Базаров, который хорошо помнил свой недавний разговор с Серегиным, ответил совершенно в тон Муслиму, — Да знаю, знаю я его! Неврастеник, псих! Он недавно устроил у меня в кабинете истерику. И как он может быть парторгом на самом крупном заводе республики? Вы правильно сказали. Это безобразное выступление, и я сделаю все выводы сейчас же.
И вот срочно собралось бюро райкома. На него вызвали Серегина. Сообщение делал Мусин.
— Мне очень тяжело,— сказал он,— докладывать вам об этом тяжелом и тревожном случае. Тут все странно и непонятно. Конечно, не следовало заносить
Курышпаева в список лучших бригадиров — работала его бригада слабо, с ленцой, звание это она, конечно, не заслужила... Но вот парторг почему-то решил присвоить это звание именно его бригаде. Да будет так! Не спорить же в самом деле с парторгом! Никто и не спорил, присвоили и присвоили. И тут сам Курышпаев вдруг сообщил собранию, что все это надувательство, кумовство и он вовсе не собирается в нем участвовать. Это не так глупо, между прочим, как может показаться. Ведь звание-то нужно заслужить, оправдывать и поддерживать каждый день упорным трудом, а то и непри- ятностей не оберешься. Так уж лучше и не надо его!

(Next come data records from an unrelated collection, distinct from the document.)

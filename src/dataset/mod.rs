//! Dataset input and output.

pub mod export;
pub mod loader;

pub use export::write_cleaned_csv;
pub use loader::{DatasetLoader, LoadOptions};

И вот Курышпаев, как парень смышленый, рассудил: без звания-то спокойнее! Но что сказать о парторге, который позволяет себе играть такими вещами?
Речь Муслима произвела на всех присутствующих тяжелое впечатление. После него слово взял Базаров и стал буквально громить Серегина.
— Серегин не справляется с работой,— сказал он,— не работу он ведет, а дешевую популярность себе завоевывает. Вот этот случай особенно ясно показал, как он воспитывает людей. Стоит подумать, может ли оставаться такой парторг на одном из самых больших предприятий республики.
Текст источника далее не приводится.